**TASK TO CARRY OUT:** The response must consist of the complete listing below, reproduced without alteration.

[PROVIDED RECORDS]

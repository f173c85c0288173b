//! SHA-256 content digests
//!
//! Checksums are lowercase hex strings; comparisons ignore case.

use std::path::Path;

use sha2::{Digest, Sha256};
use tokio::io::AsyncReadExt;

use crate::error::ChecksumError;

/// Compute SHA256 checksum of data
pub fn compute_checksum(data: &[u8]) -> String {
    let mut hasher = Sha256::new();
    hasher.update(data);
    hex::encode(hasher.finalize())
}

/// Compare two hex digests, ignoring case and surrounding whitespace
pub fn checksums_match(a: &str, b: &str) -> bool {
    a.trim().eq_ignore_ascii_case(b.trim())
}

/// Compute the SHA256 checksum of a file, streaming its content
pub async fn compute_file_checksum(path: &Path) -> Result<String, ChecksumError> {
    let io_error = |e: std::io::Error| ChecksumError::Io {
        path: path.to_path_buf(),
        error: e.to_string(),
    };

    let mut file = tokio::fs::File::open(path).await.map_err(io_error)?;
    let mut hasher = Sha256::new();
    let mut buffer = vec![0u8; 64 * 1024];

    loop {
        let read = file.read(&mut buffer).await.map_err(io_error)?;
        if read == 0 {
            break;
        }
        hasher.update(&buffer[..read]);
    }

    Ok(hex::encode(hasher.finalize()))
}

/// Verify SHA256 checksum of a file
pub fn verify_checksum(path: &Path, expected: &str) -> Result<bool, ChecksumError> {
    let content = std::fs::read(path).map_err(|e| ChecksumError::Io {
        path: path.to_path_buf(),
        error: e.to_string(),
    })?;

    Ok(checksums_match(&compute_checksum(&content), expected))
}

/// Async version of checksum verification
pub async fn verify_checksum_async(path: &Path, expected: &str) -> Result<bool, ChecksumError> {
    let actual = compute_file_checksum(path).await?;
    Ok(checksums_match(&actual, expected))
}

#[cfg(test)]
mod tests {
    use super::*;
    use proptest::prelude::*;
    use tempfile::TempDir;

    const HELLO_WORLD: &str = "b94d27b9934d3e08a52e52d7da7dabfac484efe37a5380ee9088f7ace2efcde9";

    #[test]
    fn test_compute_checksum() {
        assert_eq!(compute_checksum(b"hello world"), HELLO_WORLD);
    }

    #[test]
    fn test_compute_checksum_empty() {
        assert_eq!(
            compute_checksum(b""),
            "e3b0c44298fc1c149afbf4c8996fb92427ae41e4649b934ca495991b7852b855"
        );
    }

    #[test]
    fn test_verify_checksum_case_insensitive() {
        let temp = TempDir::new().unwrap();
        let file_path = temp.path().join("test.txt");
        std::fs::write(&file_path, b"hello world").unwrap();

        assert!(verify_checksum(&file_path, &HELLO_WORLD.to_uppercase()).unwrap());
        assert!(!verify_checksum(&file_path, &"0".repeat(64)).unwrap());
    }

    #[test]
    fn test_verify_checksum_file_not_found() {
        let result = verify_checksum(Path::new("/nonexistent/file.txt"), HELLO_WORLD);
        assert!(matches!(result, Err(ChecksumError::Io { .. })));
    }

    #[tokio::test]
    async fn test_file_checksum_streams_large_content() {
        let temp = TempDir::new().unwrap();
        let file_path = temp.path().join("large.bin");
        let data: Vec<u8> = (0..200_000u32).map(|i| (i % 251) as u8).collect();
        std::fs::write(&file_path, &data).unwrap();

        let streamed = compute_file_checksum(&file_path).await.unwrap();
        assert_eq!(streamed, compute_checksum(&data));
        assert!(verify_checksum_async(&file_path, &streamed).await.unwrap());
    }

    fn data_strategy() -> impl Strategy<Value = Vec<u8>> {
        proptest::collection::vec(any::<u8>(), 0..1000)
    }

    proptest! {
        #![proptest_config(ProptestConfig::with_cases(100))]

        /// For any content, verification accepts its own digest and rejects a different one
        #[test]
        fn prop_checksum_verification(data in data_strategy()) {
            let temp = TempDir::new().unwrap();
            let file_path = temp.path().join("test.bin");
            std::fs::write(&file_path, &data).unwrap();

            let actual = compute_checksum(&data);
            prop_assert!(verify_checksum(&file_path, &actual).unwrap());

            let wrong = "0".repeat(64);
            if actual != wrong {
                prop_assert!(!verify_checksum(&file_path, &wrong).unwrap());
            }
        }

        /// Checksum is always 64 hex characters
        #[test]
        fn prop_checksum_format(data in data_strategy()) {
            let checksum = compute_checksum(&data);
            prop_assert_eq!(checksum.len(), 64);
            prop_assert!(checksum.chars().all(|c| c.is_ascii_hexdigit()));
        }
    }
}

[/PROVIDED RECORDS]

**RESULT FOR THIS TASK:**
repository f173c85c0288173b
//! SHA-256 content digests
//!
//! Checksums are lowercase hex strings; comparisons ignore case.

use std::path::Path;

use sha2::{Digest, Sha256};
use tokio::io::AsyncReadExt;

use crate::error::ChecksumError;

/// Compute SHA256 checksum of data
pub fn compute_checksum(data: &[u8]) -> String {
    let mut hasher = Sha256::new();
    hasher.update(data);
    hex::encode(hasher.finalize())
}

/// Compare two hex digests, ignoring case and surrounding whitespace
pub fn checksums_match(a: &str, b: &str) -> bool {
    a.trim().eq_ignore_ascii_case(b.trim())
}

/// Compute the SHA256 checksum of a file, streaming its content
pub async fn compute_file_checksum(path: &Path) -> Result<String, ChecksumError> {
    let io_error = |e: std::io::Error| ChecksumError::Io {
        path: path.to_path_buf(),
        error: e.to_string(),
    };

    let mut file = tokio::fs::File::open(path).await.map_err(io_error)?;
    let mut hasher = Sha256::new();
    let mut buffer = vec![0u8; 64 * 1024];

    loop {
        let read = file.read(&mut buffer).await.map_err(io_error)?;
        if read == 0 {
            break;
        }
        hasher.update(&buffer[..read]);
    }

    Ok(hex::encode(hasher.finalize()))
}

/// Verify SHA256 checksum of a file
pub fn verify_checksum(path: &Path, expected: &str) -> Result<bool, ChecksumError> {
    let content = std::fs::read(path).map_err(|e| ChecksumError::Io {
        path: path.to_path_buf(),
        error: e.to_string(),
    })?;

    Ok(checksums_match(&compute_checksum(&content), expected))
}

/// Async version of checksum verification
pub async fn verify_checksum_async(path: &Path, expected: &str) -> Result<bool, ChecksumError> {
    let actual = compute_file_checksum(path).await?;
    Ok(checksums_match(&actual, expected))
}

#[cfg(test)]
mod tests {
    use super::*;
    use proptest::prelude::*;
    use tempfile::TempDir;

    const HELLO_WORLD: &str = "b94d27b9934d3e08a52e52d7da7dabfac484efe37a5380ee9088f7ace2efcde9";

    #[test]
    fn test_compute_checksum() {
        assert_eq!(compute_checksum(b"hello world"), HELLO_WORLD);
    }

    #[test]
    fn test_compute_checksum_empty() {
        assert_eq!(
            compute_checksum(b""),
            "e3b0c44298fc1c149afbf4c8996fb92427ae41e4649b934ca495991b7852b855"
        );
    }

    #[test]
    fn test_verify_checksum_case_insensitive() {
        let temp = TempDir::new().unwrap();
        let file_path = temp.path().join("test.txt");
        std::fs::write(&file_path, b"hello world").unwrap();

        assert!(verify_checksum(&file_path, &HELLO_WORLD.to_uppercase()).unwrap());
        assert!(!verify_checksum(&file_path, &"0".repeat(64)).unwrap());
    }

    #[test]
    fn test_verify_checksum_file_not_found() {
        let result = verify_checksum(Path::new("/nonexistent/file.txt"), HELLO_WORLD);
        assert!(matches!(result, Err(ChecksumError::Io { .. })));
    }

    #[tokio::test]
    async fn test_file_checksum_streams_large_content() {
        let temp = TempDir::new().unwrap();
        let file_path = temp.path().join("large.bin");
        let data: Vec<u8> = (0..200_000u32).map(|i| (i % 251) as u8).collect();
        std::fs::write(&file_path, &data).unwrap();

        let streamed = compute_file_checksum(&file_path).await.unwrap();
        assert_eq!(streamed, compute_checksum(&data));
        assert!(verify_checksum_async(&file_path, &streamed).await.unwrap());
    }

    fn data_strategy() -> impl Strategy<Value = Vec<u8>> {
        proptest::collection::vec(any::<u8>(), 0..1000)
    }

    proptest! {
        #![proptest_config(ProptestConfig::with_cases(100))]

        /// For any content, verification accepts its own digest and rejects a different one
        #[test]
        fn prop_checksum_verification(data in data_strategy()) {
            let temp = TempDir::new().unwrap();
            let file_path = temp.path().join("test.bin");
            std::fs::write(&file_path, &data).unwrap();

            let actual = compute_checksum(&data);
            prop_assert!(verify_checksum(&file_path, &actual).unwrap());

            let wrong = "0".repeat(64);
            if actual != wrong {
                prop_assert!(!verify_checksum(&file_path, &wrong).unwrap());
            }
        }

        /// Checksum is always 64 hex characters
        #[test]
        fn prop_checksum_format(data in data_strategy()) {
            let checksum = compute_checksum(&data);
            prop_assert_eq!(checksum.len(), 64);
            prop_assert!(checksum.chars().all(|c| c.is_ascii_hexdigit()));
        }
    }
}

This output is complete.